1Institute for Anatomy Cell Biology, Ulm University, Albert-Einstein Allee 11, 89081 Ulm, Germany
2Institute for Biomedical Engineering, Department of Cell Biology, RWTH Aachen, Pauwelstrasse 30, 52074 Aachen, Germany
3Department of Internal Medicine I, Ulm University, Albert-Einstein Allee 11, 89081 Ulm, Germany

Received 31 January 2013; Accepted 6 March 2013

Academic Editor: Michael Levin

Copyright © 2013 Leonhard Linta et al. This is an open access article distributed under the Creative Commons Attribution License, which permits unrestricted use, distribution, and reproduction in any medium, provided the original work is properly cited.
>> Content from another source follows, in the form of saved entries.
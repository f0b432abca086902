//! Message handler contract.
//!
//! Application code registers handlers under a message name and receives
//! the packet payload. A handler returns a result value, or an error string
//! that travels back to the caller in the response packet.

use async_trait::async_trait;
use serde_json::Value;
use std::future::Future;
use std::sync::atomic::{AtomicU64, Ordering};
use std::sync::Arc;

/// Result of one handler invocation.
pub type HandlerResult = Result<Value, String>;

/// A handler for one or more message names.
#[async_trait]
pub trait MessageHandler: Send + Sync + 'static {
    async fn handle(&self, payload: Value) -> HandlerResult;
}

/// Identity of a registration, used to unregister it again.
#[derive(Debug, Clone, Copy, PartialEq, Eq, Hash)]
pub struct HandlerId(u64);

static HANDLER_COUNTER: AtomicU64 = AtomicU64::new(1);

impl HandlerId {
    pub(crate) fn next() -> Self {
        Self(HANDLER_COUNTER.fetch_add(1, Ordering::Relaxed))
    }
}

/// Adapter turning an async closure into a [`MessageHandler`].
pub struct FnHandler<F>(F);

#[async_trait]
impl<F, Fut> MessageHandler for FnHandler<F>
where
    F: Fn(Value) -> Fut + Send + Sync + 'static,
    Fut: Future<Output = HandlerResult> + Send + 'static,
{
    async fn handle(&self, payload: Value) -> HandlerResult {
        (self.0)(payload).await
    }
}

/// Wrap an async closure as a shareable handler.
pub fn handler_fn<F, Fut>(f: F) -> Arc<dyn MessageHandler>
where
    F: Fn(Value) -> Fut + Send + Sync + 'static,
    Fut: Future<Output = HandlerResult> + Send + 'static,
{
    Arc::new(FnHandler(f))
}
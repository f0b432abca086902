//! Configuration loading from `~/.urnet/config.toml` with defaults.
//!
//! A config may list other TOML files under `include`; they are merged
//! first and the including file overrides them. Paths are relative to the
//! including file and may not climb out of its directory.

use std::collections::HashSet;
use std::path::{Path, PathBuf};
use tracing::{info, warn};
use urnet_types::config::BusConfig;

const MAX_INCLUDE_DEPTH: u32 = 10;

/// Load bus configuration, falling back to defaults on any error.
pub fn load_config(path: Option<&Path>) -> BusConfig {
    let config_path = path
        .map(Path::to_path_buf)
        .unwrap_or_else(default_config_path);

    if !config_path.exists() {
        info!(path = %config_path.display(), "Config file not found, using defaults");
        return BusConfig::default();
    }

    let contents = match std::fs::read_to_string(&config_path) {
        Ok(c) => c,
        Err(e) => {
            warn!(error = %e, path = %config_path.display(), "Failed to read config file, using defaults");
            return BusConfig::default();
        }
    };
    let mut root = match toml::from_str::<toml::Value>(&contents) {
        Ok(v) => v,
        Err(e) => {
            warn!(error = %e, path = %config_path.display(), "Failed to parse config, using defaults");
            return BusConfig::default();
        }
    };

    let base_dir = config_path
        .parent()
        .unwrap_or_else(|| Path::new("."))
        .to_path_buf();
    let mut visited = HashSet::new();
    visited.insert(std::fs::canonicalize(&config_path).unwrap_or_else(|_| config_path.clone()));
    if let Err(e) = resolve_includes(&mut root, &base_dir, &mut visited, 0) {
        warn!(error = %e, "Config include resolution failed, using root config only");
    }
    if let toml::Value::Table(tbl) = &mut root {
        tbl.remove("include");
    }

    match root.try_into::<BusConfig>() {
        Ok(config) => {
            info!(path = %config_path.display(), "Loaded configuration");
            config
        }
        Err(e) => {
            warn!(error = %e, path = %config_path.display(), "Invalid config, using defaults");
            BusConfig::default()
        }
    }
}

fn resolve_includes(
    root: &mut toml::Value,
    dir: &Path,
    visited: &mut HashSet<PathBuf>,
    depth: u32,
) -> Result<(), String> {
    if depth > MAX_INCLUDE_DEPTH {
        return Err(format!("include depth exceeded {MAX_INCLUDE_DEPTH}"));
    }
    let includes: Vec<String> = match root.get("include") {
        Some(toml::Value::Array(arr)) => arr
            .iter()
            .filter_map(|v| v.as_str().map(String::from))
            .collect(),
        _ => return Ok(()),
    };

    let mut merged = toml::Value::Table(toml::map::Map::new());
    for include in &includes {
        let rel = Path::new(include);
        if rel.is_absolute() {
            return Err(format!("include rejects absolute path: {include}"));
        }
        if rel
            .components()
            .any(|c| matches!(c, std::path::Component::ParentDir))
        {
            return Err(format!("include rejects path traversal: {include}"));
        }

        let resolved = dir.join(rel);
        let canonical = std::fs::canonicalize(&resolved)
            .map_err(|e| format!("include {}: {e}", resolved.display()))?;
        if !visited.insert(canonical.clone()) {
            return Err(format!("circular include: {}", resolved.display()));
        }

        let text = std::fs::read_to_string(&canonical)
            .map_err(|e| format!("include {}: {e}", resolved.display()))?;
        let mut value: toml::Value =
            toml::from_str(&text).map_err(|e| format!("include {}: {e}", resolved.display()))?;
        let child_dir = canonical.parent().unwrap_or(dir).to_path_buf();
        resolve_includes(&mut value, &child_dir, visited, depth + 1)?;
        if let toml::Value::Table(tbl) = &mut value {
            tbl.remove("include");
        }
        deep_merge_toml(&mut merged, &value);
    }

    // The including file wins over everything it includes.
    deep_merge_toml(&mut merged, root);
    *root = merged;
    Ok(())
}

/// Deep-merge two TOML values; `overlay` wins for non-table values.
pub fn deep_merge_toml(base: &mut toml::Value, overlay: &toml::Value) {
    match (base, overlay) {
        (toml::Value::Table(base_tbl), toml::Value::Table(overlay_tbl)) => {
            for (key, value) in overlay_tbl {
                match base_tbl.get_mut(key) {
                    Some(existing) => deep_merge_toml(existing, value),
                    None => {
                        base_tbl.insert(key.clone(), value.clone());
                    }
                }
            }
        }
        (base, overlay) => *base = overlay.clone(),
    }
}

/// `~/.urnet`, or a directory under the temp dir when there is no home.
pub fn urnet_home() -> PathBuf {
    dirs::home_dir()
        .unwrap_or_else(std::env::temp_dir)
        .join(".urnet")
}

pub fn default_config_path() -> PathBuf {
    urnet_home().join("config.toml")
}

#[cfg(test)]
mod tests {
    use super::*;
    use std::io::Write;

    #[test]
    fn test_load_config_missing_file() {
        let config = load_config(Some(Path::new("/nonexistent/urnet.toml")));
        assert_eq!(config.directory.address_prefix, "UADDR");
        assert!(config.network.pipe_path.is_none());
    }

    #[test]
    fn test_load_config_reads_tables() {
        let dir = tempfile::tempdir().unwrap();
        let path = dir.path().join("config.toml");
        std::fs::write(
            &path,
            r#"
            [directory]
            address = "HUB_01"
            call_timeout_ms = 250

            [network]
            ws_listen = "127.0.0.1:7700"
            "#,
        )
        .unwrap();
        let config = load_config(Some(&path));
        assert_eq!(config.directory.address.as_deref(), Some("HUB_01"));
        assert_eq!(config.directory.call_timeout_ms, 250);
        assert_eq!(config.directory.max_hops, 16);
        assert_eq!(config.network.ws_listen.as_deref(), Some("127.0.0.1:7700"));
    }

    #[test]
    fn test_bad_toml_falls_back_to_defaults() {
        let dir = tempfile::tempdir().unwrap();
        let path = dir.path().join("config.toml");
        std::fs::write(&path, "[directory\naddress = ").unwrap();
        assert!(load_config(Some(&path)).directory.address.is_none());
    }

    #[test]
    fn test_include_is_overridden_by_root() {
        let dir = tempfile::tempdir().unwrap();
        let mut f = std::fs::File::create(dir.path().join("base.toml")).unwrap();
        writeln!(f, "[directory]\ncall_timeout_ms = 1\nmax_hops = 4").unwrap();
        drop(f);
        let root = dir.path().join("config.toml");
        let mut f = std::fs::File::create(&root).unwrap();
        writeln!(f, "include = [\"base.toml\"]\n[directory]\ncall_timeout_ms = 900").unwrap();
        drop(f);

        let config = load_config(Some(&root));
        assert_eq!(config.directory.call_timeout_ms, 900);
        assert_eq!(config.directory.max_hops, 4);
    }

    #[test]
    fn test_include_traversal_rejected() {
        let mut root: toml::Value = toml::from_str("include = [\"../x.toml\"]").unwrap();
        let mut visited = HashSet::new();
        assert!(resolve_includes(&mut root, Path::new("."), &mut visited, 0).is_err());
    }

    #[test]
    fn test_circular_include_detected() {
        let dir = tempfile::tempdir().unwrap();
        std::fs::write(dir.path().join("a.toml"), "include = [\"b.toml\"]").unwrap();
        std::fs::write(dir.path().join("b.toml"), "include = [\"a.toml\"]").unwrap();
        let mut root: toml::Value = toml::from_str("include = [\"a.toml\"]").unwrap();
        let mut visited = HashSet::new();
        let err = resolve_includes(&mut root, dir.path(), &mut visited, 0).unwrap_err();
        assert!(err.contains("circular"));
    }
}
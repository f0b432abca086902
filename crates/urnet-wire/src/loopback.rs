//! In-process transport between two directories.
//!
//! Each side gets a [`LoopbackSocket`]; a pump task moves frames from one
//! side's outbox into the other directory's `receive`. Useful for tests and
//! for composing several directories inside one process.

use crate::directory::Directory;
use crate::socket::{Outbox, SocketAdapter, SocketEvent, TransportKind};
use std::sync::Arc;
use tokio::sync::mpsc;
use tracing::debug;
use urnet_types::{Address, BusError, BusResult, Frame};

pub struct LoopbackSocket {
    outbox: Outbox,
    label: String,
}

impl LoopbackSocket {
    fn pair_end(label: String) -> (Arc<Self>, mpsc::UnboundedReceiver<Frame>) {
        let (outbox, rx) = Outbox::channel();
        (Arc::new(Self { outbox, label }), rx)
    }
}

impl SocketAdapter for LoopbackSocket {
    fn transport(&self) -> TransportKind {
        TransportKind::Loopback
    }

    fn label(&self) -> String {
        self.label.clone()
    }

    fn address(&self) -> Option<Address> {
        self.outbox.address()
    }

    fn bind_address(&self, address: Address) -> bool {
        self.outbox.bind_address(address)
    }

    fn send(&self, frame: Frame) -> BusResult<()> {
        self.outbox.send(frame)
    }

    fn close(&self) {
        self.outbox.close()
    }
}

/// Connect `client` to `hub` in-process.
///
/// The hub's welcome is delivered before this returns, so the client has
/// adopted its address and learned the hub's services. The client's own
/// announcement reaches the hub asynchronously.
///
/// Returns `(link on hub, link on client)`.
pub fn link(hub: &Directory, client: &Directory) -> BusResult<(Address, Address)> {
    let (hub_end, mut to_client) = LoopbackSocket::pair_end(format!("loopback:{}", client.address()));
    let (client_end, to_hub) = LoopbackSocket::pair_end(format!("loopback:{}", hub.address()));

    let on_hub = hub.attach(hub_end)?;
    let on_client = match client.attach(client_end) {
        Ok(addr) => addr,
        Err(e) => {
            let _ = hub.detach(&on_hub);
            return Err(e);
        }
    };

    hub.greet(&on_hub)?;
    match to_client.try_recv() {
        Ok(welcome @ Frame::Welcome { .. }) => client.receive(&on_client, welcome),
        _ => {
            let _ = hub.detach(&on_hub);
            let _ = client.detach(&on_client);
            return Err(BusError::Handshake("hub sent no welcome".to_string()));
        }
    }

    spawn_pump(to_client, client.clone(), on_client.clone());
    spawn_pump(to_hub, hub.clone(), on_hub.clone());
    debug!(hub = %on_hub, client = %on_client, "Loopback link established");
    Ok((on_hub, on_client))
}

/// Deliver frames to `dir` until the sending side closes, then report the
/// disconnect.
fn spawn_pump(mut rx: mpsc::UnboundedReceiver<Frame>, dir: Directory, addr: Address) {
    tokio::spawn(async move {
        while let Some(frame) = rx.recv().await {
            dir.receive(&addr, frame);
        }
        dir.on_socket_event(&addr, SocketEvent::Disconnected);
    });
}

#[cfg(test)]
mod tests {
    use super::*;
    use std::time::Duration;
    use urnet_types::config::DirectoryConfig;

    fn hub() -> Directory {
        Directory::new(DirectoryConfig {
            address: Some("SVR_01".into()),
            ..DirectoryConfig::default()
        })
        .unwrap()
    }

    fn client() -> Directory {
        Directory::new(DirectoryConfig {
            address_prefix: "NODE".into(),
            ..DirectoryConfig::default()
        })
        .unwrap()
    }

    #[tokio::test]
    async fn test_link_adopts_assigned_address() {
        let hub = hub();
        let client = client();
        let (on_hub, _) = link(&hub, &client).unwrap();
        assert_eq!(client.address(), on_hub);
        assert_eq!(on_hub.as_str(), "UADDR_01");
    }

    #[tokio::test]
    async fn test_detach_on_one_side_disconnects_the_other() {
        let hub = hub();
        let client = client();
        let (on_hub, on_client) = link(&hub, &client).unwrap();

        hub.detach(&on_hub).unwrap();
        tokio::time::timeout(Duration::from_secs(1), async {
            while client.is_attached(&on_client) {
                tokio::time::sleep(Duration::from_millis(5)).await;
            }
        })
        .await
        .expect("client side should see the disconnect");
    }

    #[tokio::test]
    async fn test_idle_client_answers_heartbeats() {
        let hub = Directory::new(DirectoryConfig {
            address: Some("SVR_01".into()),
            max_socket_age: 1,
            ..DirectoryConfig::default()
        })
        .unwrap();
        let client = client();
        let (on_hub, on_client) = link(&hub, &client).unwrap();

        for _ in 0..4 {
            assert!(hub.tick().is_empty());
            tokio::time::sleep(Duration::from_millis(20)).await;
        }
        assert!(hub.is_attached(&on_hub));
        assert!(client.is_attached(&on_client));
    }
}
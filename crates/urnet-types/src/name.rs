//! Message names and their routing channel.
//!
//! A message name is `<channel>:<name>` or a bare `<name>`. The channel
//! decides where a directory may look for a route:
//!
//! | channel | meaning                                                      |
//! |---------|--------------------------------------------------------------|
//! | (none)  | local handlers first, then forwarding                         |
//! | `NET`   | must cross at least one hop before local handlers may answer |
//! | `IPC`   | like bare names, but only forwarded over local-pipe links    |
//! | `WS`    | like bare names, but only forwarded over web-socket links    |

use crate::error::{BusError, BusResult};
use serde::{Deserialize, Serialize};
use std::fmt;

/// The routing channel of a message name.
#[derive(Debug, Clone, Copy, PartialEq, Eq, Hash)]
pub enum Channel {
    Local,
    Net,
    Ipc,
    Ws,
}

impl Channel {
    fn from_tag(tag: &str) -> Option<Self> {
        match tag {
            "" => Some(Self::Local),
            "NET" => Some(Self::Net),
            "IPC" => Some(Self::Ipc),
            "WS" => Some(Self::Ws),
            _ => None,
        }
    }

    /// Whether local handlers may satisfy a packet that has crossed `hops` hops.
    pub fn allows_local(&self, hops: usize) -> bool {
        !matches!(self, Self::Net) || hops > 0
    }
}

/// A validated message name.
#[derive(Debug, Clone, PartialEq, Eq, Hash, PartialOrd, Ord, Serialize, Deserialize)]
#[serde(try_from = "String", into = "String")]
pub struct MessageName(String);

impl MessageName {
    /// Parse a message name, validating both channel and name parts.
    pub fn parse(raw: &str) -> BusResult<Self> {
        let (tag, name) = raw.split_once(':').unwrap_or(("", raw));
        if Channel::from_tag(tag).is_none() {
            return Err(BusError::InvalidMessageName(format!(
                "'{raw}': unknown channel '{tag}'"
            )));
        }
        let mut chars = name.chars();
        let valid = match chars.next() {
            Some(c) if c.is_ascii_alphabetic() => {
                chars.all(|c| c.is_ascii_alphanumeric() || matches!(c, '_' | '-' | '.'))
            }
            _ => false,
        };
        if !valid {
            return Err(BusError::InvalidMessageName(format!(
                "'{raw}': name must start with a letter and contain only [A-Za-z0-9_.-]"
            )));
        }
        Ok(Self(raw.to_string()))
    }

    pub fn channel(&self) -> Channel {
        self.0
            .split_once(':')
            .and_then(|(tag, _)| Channel::from_tag(tag))
            .unwrap_or(Channel::Local)
    }

    /// The name without its channel prefix.
    pub fn name(&self) -> &str {
        self.0.split_once(':').map(|(_, n)| n).unwrap_or(&self.0)
    }

    pub fn as_str(&self) -> &str {
        &self.0
    }
}

impl fmt::Display for MessageName {
    fn fmt(&self, f: &mut fmt::Formatter<'_>) -> fmt::Result {
        f.write_str(&self.0)
    }
}

impl TryFrom<String> for MessageName {
    type Error = BusError;

    fn try_from(s: String) -> Result<Self, Self::Error> {
        Self::parse(&s)
    }
}

impl From<MessageName> for String {
    fn from(name: MessageName) -> Self {
        name.0
    }
}

#[cfg(test)]
mod tests {
    use super::*;

    #[test]
    fn test_bare_and_prefixed_names() {
        let foo = MessageName::parse("FOO").unwrap();
        assert_eq!(foo.channel(), Channel::Local);
        assert_eq!(foo.name(), "FOO");

        let net = MessageName::parse("NET:SRV_REFLECT").unwrap();
        assert_eq!(net.channel(), Channel::Net);
        assert_eq!(net.name(), "SRV_REFLECT");

        assert_eq!(MessageName::parse(":HELLO").unwrap().channel(), Channel::Local);
        assert_eq!(MessageName::parse("WS:chat.post").unwrap().channel(), Channel::Ws);
    }

    #[test]
    fn test_malformed_names_rejected() {
        for bad in ["", "NET:", "FOO:BAR", "1ABC", "NET:has space", "net:LOWER_TAG", "A:B:C"] {
            assert!(
                matches!(MessageName::parse(bad), Err(BusError::InvalidMessageName(_))),
                "{bad:?} should be rejected"
            );
        }
    }

    #[test]
    fn test_net_channel_requires_a_hop() {
        assert!(!Channel::Net.allows_local(0));
        assert!(Channel::Net.allows_local(1));
        assert!(Channel::Local.allows_local(0));
        assert!(Channel::Ipc.allows_local(0));
    }
}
Ion channels are involved in a large variety of cellular processes including stem cell differentiation. Numerous families of ion channels are present in the organism which can be distinguished by means of, for example, ion selectivity, gating mechanism, composition, or cell biological function. To characterize the distinct expression of this group of ion channels we have compared the mRNA expression levels of ion channel genes between human keratinocyte-derived induced pluripotent stem cells (hiPSCs) and their somatic cell source, keratinocytes from plucked human hair. This comparison revealed that 26% of the analyzed probes showed an upregulation of ion channels in hiPSCs while just 6% were downregulated. Additionally, iPSCs express a much higher number of ion channels compared to keratinocytes. Further, to narrow down specificity of ion channel expression in iPS cells we compared their expression patterns with differentiated progeny, namely, neurons and cardiomyocytes derived from iPS cells. To conclude, hiPSCs exhibit a very considerable and diverse ion channel expression pattern. Their detailed analysis could give an insight into their contribution to many cellular processes and even disease mechanisms.